The effect of antibodies to glutamate on the content of BDNF and GDNF in the brain structures of C57BL/6 mice upon intranasal administration of the neurotoxic fragment of β-amyloid protein Aβ₂₅₋₃₅

Abstract

Introduction. Neurotrophic factors are secreted proteins that play a key role in aging, neurodegeneration, and neuroinflammation in the brain. Brain-derived neurotrophic factors (BDNF) and glial-derived neurotrophic factors (GDNF) have been the most studied to date. BDNF and GDNF share common properties and play a key role in fundamental physiological processes in the central nervous system: proliferation, differentiation, maturation, and survival of neurons at all stages of pre- and postnatal neurogenesis, as well as synaptic plasticity. Cognitive impairment in neurodegenerative and neuroinflammatory processes in the brain, as well as in aging, is associated with disrupted homeostasis of neurotrophic factors in the hippocampus. The aim of this study was to investigate the effect of antibodies to glutamate on the content of neurotrophic factors (BDNF and GDNF) in the brain structures (prefrontal cortex and hippocampus) of aging mice, with intranasal administration of the neurotoxic fragment of β-amyloid protein Aβ25-35.

    Methods.
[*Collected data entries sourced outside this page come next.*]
//! The public entry point: classify, orchestrate, consolidate.
//!
//! # Example
//!
//! ```rust,ignore
//! use skyresolve_core::{ObjectResolver, ResolverConfig, SearchOptions};
//!
//! let resolver = ObjectResolver::new(ResolverConfig::default())?;
//! let response = resolver.search_by_name("M31", &SearchOptions::default()).await?;
//! for object in &response.results {
//!     println!("{} {} {}", object.name, object.ra_hms, object.dec_dms);
//! }
//! ```

use crate::classifier::QueryClassifier;
use crate::config::ResolverConfig;
use crate::connectors::{ConnectorRegistry, UpstreamClient};
use crate::coords::Coordinate;
use crate::error::ResolveError;
use crate::federated::{
    consolidate, AvailabilityReport, CoordinateSearch, Orchestrator, SearchOptions, SearchResponse,
};
use crate::gate::GateRegistry;
use crate::http::{HttpClient, ReqwestClient};
use crate::model::{Query, ResolvedObject, Source};
use crate::retry::RetryExecutor;
use std::collections::BTreeMap;
use std::sync::Arc;
use std::time::Instant;
use tokio_util::sync::CancellationToken;
use tracing::{debug, info};

/// Sources consulted by [`ObjectResolver::resolve_single`].
const SINGLE_SOURCES: [Source; 3] = [Source::Mpc, Source::Sesame, Source::Simbad];

pub struct ObjectResolver {
    config: ResolverConfig,
    classifier: QueryClassifier,
    gates: Arc<GateRegistry>,
    engine: Orchestrator,
}

impl ObjectResolver {
    /// Resolver backed by the default `reqwest` transport.
    pub fn new(config: ResolverConfig) -> Result<Self, ResolveError> {
        config.validate()?;
        let http = ReqwestClient::new(&config.user_agent)?;
        Self::with_client(Arc::new(http), config)
    }

    /// Resolver over any transport; tests pass a scripted client here.
    pub fn with_client(
        http: Arc<dyn HttpClient>,
        config: ResolverConfig,
    ) -> Result<Self, ResolveError> {
        config.validate()?;
        let gates = Arc::new(GateRegistry::new(config.gate_spacing()));
        let executor = RetryExecutor::new(Arc::clone(&gates), config.retry_policy());
        let upstream = UpstreamClient::new(http, executor);
        let registry = ConnectorRegistry::standard(&config, upstream);
        Ok(Self::with_registry(registry, gates, config))
    }

    /// Resolver over a hand-built connector set.
    pub fn with_registry(
        registry: ConnectorRegistry,
        gates: Arc<GateRegistry>,
        config: ResolverConfig,
    ) -> Self {
        Self {
            config,
            classifier: QueryClassifier::new(),
            gates,
            engine: Orchestrator::new(registry),
        }
    }

    pub fn config(&self) -> &ResolverConfig {
        &self.config
    }

    /// Rate-limit gates shared by every connector of this resolver.
    pub fn gates(&self) -> &GateRegistry {
        &self.gates
    }

    pub fn classifier(&self) -> &QueryClassifier {
        &self.classifier
    }

    /// Options seeded from the configuration.
    pub fn default_options(&self) -> SearchOptions {
        SearchOptions::from_config(&self.config)
    }

    /// Classify free text and run the matching strategy. Source failures are
    /// reported in the response; only cancellation is an `Err`.
    pub async fn search_by_name(
        &self,
        query: &str,
        options: &SearchOptions,
    ) -> Result<SearchResponse, ResolveError> {
        let start = Instant::now();
        if options.cancel.is_cancelled() {
            return Err(ResolveError::Cancelled);
        }
        let classified = self.classifier.classify(query);
        debug!(
            target: "skyresolve.engine",
            query = %classified.raw,
            kind = ?classified.kind,
            "Classified query"
        );
        self.execute(classified, options, start).await
    }

    /// Cone search around an explicit position, skipping classification.
    pub async fn search_by_coordinates(
        &self,
        search: CoordinateSearch,
        options: &SearchOptions,
    ) -> Result<SearchResponse, ResolveError> {
        let start = Instant::now();
        let coordinate = Coordinate::new(search.ra, search.dec)?;
        let mut options = options.clone();
        if let Some(radius) = search.radius_deg {
            if !radius.is_finite() || radius <= 0.0 {
                return Err(ResolveError::InvalidInput(format!(
                    "Radius must be positive: {}",
                    radius
                )));
            }
            options.radius_deg = radius;
        }
        let raw = format!("{} {}", coordinate.ra, coordinate.dec);
        self.execute(Query::coordinate(raw, coordinate), &options, start)
            .await
    }

    /// Best single match from MPC, Sesame and SIMBAD. Never fails: errors
    /// and cancellation both come back as `None`.
    pub async fn resolve_single(&self, name: &str) -> Option<ResolvedObject> {
        let options = self
            .default_options()
            .with_sources(SINGLE_SOURCES)
            .with_limit(1);
        match self.search_by_name(name, &options).await {
            Ok(response) => response.results.into_iter().next(),
            Err(err) => {
                debug!(target: "skyresolve.engine", name, error = %err, "resolve_single gave up");
                None
            }
        }
    }

    /// Probe every registered connector concurrently.
    pub async fn check_availability(&self) -> AvailabilityReport {
        let timeout = self.config.probe_timeout();
        let cancel = &CancellationToken::new();

        let probes: Vec<_> = self
            .engine
            .registry()
            .iter()
            .map(move |(&source, connector)| async move {
                (source, connector.probe(timeout, cancel).await)
            })
            .collect();
        let outcomes = futures::future::join_all(probes).await;

        let mut sources = BTreeMap::new();
        let mut errors = BTreeMap::new();
        for (source, outcome) in outcomes {
            match outcome {
                Ok(()) => {
                    sources.insert(source, true);
                }
                Err(err) => {
                    debug!(target: "skyresolve.engine", source = source.as_str(), error = %err, "Probe failed");
                    sources.insert(source, false);
                    errors.insert(source, err.to_string());
                }
            }
        }

        AvailabilityReport {
            sources,
            errors,
            local: true,
        }
    }

    async fn execute(
        &self,
        query: Query,
        options: &SearchOptions,
        start: Instant,
    ) -> Result<SearchResponse, ResolveError> {
        let outcome = self.engine.run(&query, options).await?;
        let merged = consolidate(outcome.candidates, options.limit);
        let elapsed_ms = start.elapsed().as_millis() as u64;

        info!(
            target: "skyresolve.engine",
            query = %query.raw,
            results = merged.objects.len(),
            errors = outcome.errors.len(),
            elapsed_ms,
            "Search complete"
        );

        Ok(SearchResponse {
            query: query.raw,
            kind: query.kind,
            results: merged.objects,
            sources_used: outcome.sources_used,
            total_count: merged.total_count,
            elapsed_ms,
            errors: outcome.errors,
        })
    }
}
The study was performed on C57BL/6 mice (n=43, weight 30.2 ± 1.5, age 12 months). The mice were divided into 4 groups: the 1st group (control) (n=11) received intranasal saline in a volume of 4 μl, the 2nd (n=10) – intranasal Aβ25-35 solution at a dose of 60 μg/kg in a volume of 4 μl, the 3rd (n=13) – simultaneously intranasally in different nostrils Aβ25-35 at a dose of 60 μg/kg in a volume of 4 μl and antibodies to glutamate at a dose of 250 μg/kg in a volume of 4 μl, and the 4th group (n=9) – antibodies to glutamate at a dose of 250 μg/kg in a volume of 4 μl. Intranasal administration of solutions was carried out daily for 14 days. Twenty-four hours after the last drug administration, mice were decapitated, and brain structures (prefrontal cortex and hippocampus) were removed at 4°C and subsequently stored at −85°C. BDNF and GDNF levels in the supernatant were determined by ELISA according to the protocol (Cloud-Clone Corp. test system) using an ImmunoChem-2100 ELISA reader at a wavelength of 450 nm. Interleukin concentrations were normalized per 1 mg of brain tissue.
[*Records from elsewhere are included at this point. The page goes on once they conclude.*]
//! Bounded retry around one gated upstream call.

use crate::error::ResolveError;
use crate::gate::GateRegistry;
use crate::model::Family;
use std::future::Future;
use std::sync::Arc;
use std::time::Duration;
use tokio::time::sleep;
use tokio_util::sync::CancellationToken;
use tracing::warn;

pub const DEFAULT_MAX_RETRIES: u32 = 1;
pub const DEFAULT_RETRY_DELAY_MS: u64 = 500;

#[derive(Debug, Clone, Copy, PartialEq, Eq)]
pub struct RetryPolicy {
    /// Attempts after the first one.
    pub max_retries: u32,
    pub delay: Duration,
}

impl RetryPolicy {
    pub fn new(max_retries: u32, delay: Duration) -> Self {
        Self { max_retries, delay }
    }

    /// Single attempt, used for availability probes.
    pub fn none() -> Self {
        Self {
            max_retries: 0,
            delay: Duration::ZERO,
        }
    }
}

impl Default for RetryPolicy {
    fn default() -> Self {
        Self {
            max_retries: DEFAULT_MAX_RETRIES,
            delay: Duration::from_millis(DEFAULT_RETRY_DELAY_MS),
        }
    }
}

/// Runs upstream calls through the family gate with bounded retry.
#[derive(Clone)]
pub struct RetryExecutor {
    gates: Arc<GateRegistry>,
    policy: RetryPolicy,
}

impl RetryExecutor {
    pub fn new(gates: Arc<GateRegistry>, policy: RetryPolicy) -> Self {
        Self { gates, policy }
    }

    pub async fn run<F, Fut, T>(
        &self,
        family: Family,
        cancel: &CancellationToken,
        op: F,
    ) -> Result<T, ResolveError>
    where
        F: FnMut() -> Fut,
        Fut: Future<Output = Result<T, ResolveError>>,
    {
        self.run_with_policy(family, cancel, self.policy, op).await
    }

    /// Each attempt holds the family gate for its duration. Network and
    /// upstream errors are retried; parse errors and cancellation are not.
    pub async fn run_with_policy<F, Fut, T>(
        &self,
        family: Family,
        cancel: &CancellationToken,
        policy: RetryPolicy,
        mut op: F,
    ) -> Result<T, ResolveError>
    where
        F: FnMut() -> Fut,
        Fut: Future<Output = Result<T, ResolveError>>,
    {
        let gate = self.gates.gate(family);
        let mut attempt: u32 = 0;

        loop {
            if cancel.is_cancelled() {
                return Err(ResolveError::Cancelled);
            }

            let result = {
                let _permit = gate.acquire(cancel).await?;
                tokio::select! {
                    _ = cancel.cancelled() => Err(ResolveError::Cancelled),
                    result = op() => result,
                }
            };

            match result {
                Ok(value) => return Ok(value),
                Err(err) if err.is_retryable() && attempt < policy.max_retries => {
                    attempt += 1;
                    warn!(
                        target: "skyresolve.retry",
                        family = family.as_str(),
                        attempt,
                        error = %err,
                        "Retrying upstream call"
                    );
                    tokio::select! {
                        _ = cancel.cancelled() => return Err(ResolveError::Cancelled),
                        _ = sleep(policy.delay) => {}
                    }
                }
                Err(err) => return Err(err),
            }
        }
    }
}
     Results. Intranasal administration of the neurotoxic fragment Aβ25-35 to aging C57/BL6 mice at a dose of 60 μg/kg body weight for 14 days caused a decrease in BDNF levels in the prefrontal cortex. The GDNF content in the studied brain structures of mice administered Aβ25-35 did not differ from control values. Coadministration of Aβ25-35 with antibodies to glutamate led to a decrease in BDNF content in the prefrontal cortex by 46.2% and by 40.7% in the hippocampus compared to administration of Aβ25-35 alone. And the GDNF level decreased by 31.6% and 23.5% in the prefrontal cortex and hippocampus, respectively.

Conclusion. Long-term intranasal administration of the neurotoxic fragment Aβ25-35 to aging C57/BL6 mice caused a decrease in BDNF levels in the prefrontal cortex and had no effect on GDNF levels in the analyzed brain structures. Anti-glutamate antibodies, when co-administered with Aβ25-35, led to a significant decrease in BDNF and GDNF levels in both the prefrontal cortex and hippocampus of the mouse brain. A decrease in BDNF and GDNF levels in the analyzed brain structures also occurred with intranasal administration of anti-glutamate antibodies alone. Numerous studies have established a close interaction between the glutamate signaling systems and the neurotrophic factors BDNF and GDNF. Glutamate stimulates the production of BDNF and GDNF, which in turn enhance glutamate expression. It can be assumed that the decrease in the content of BDNF and GDNF in the brain structures of the experimental groups of mice is associated with a decrease in the activity of the glutamatergic system by antibodies to glutamate.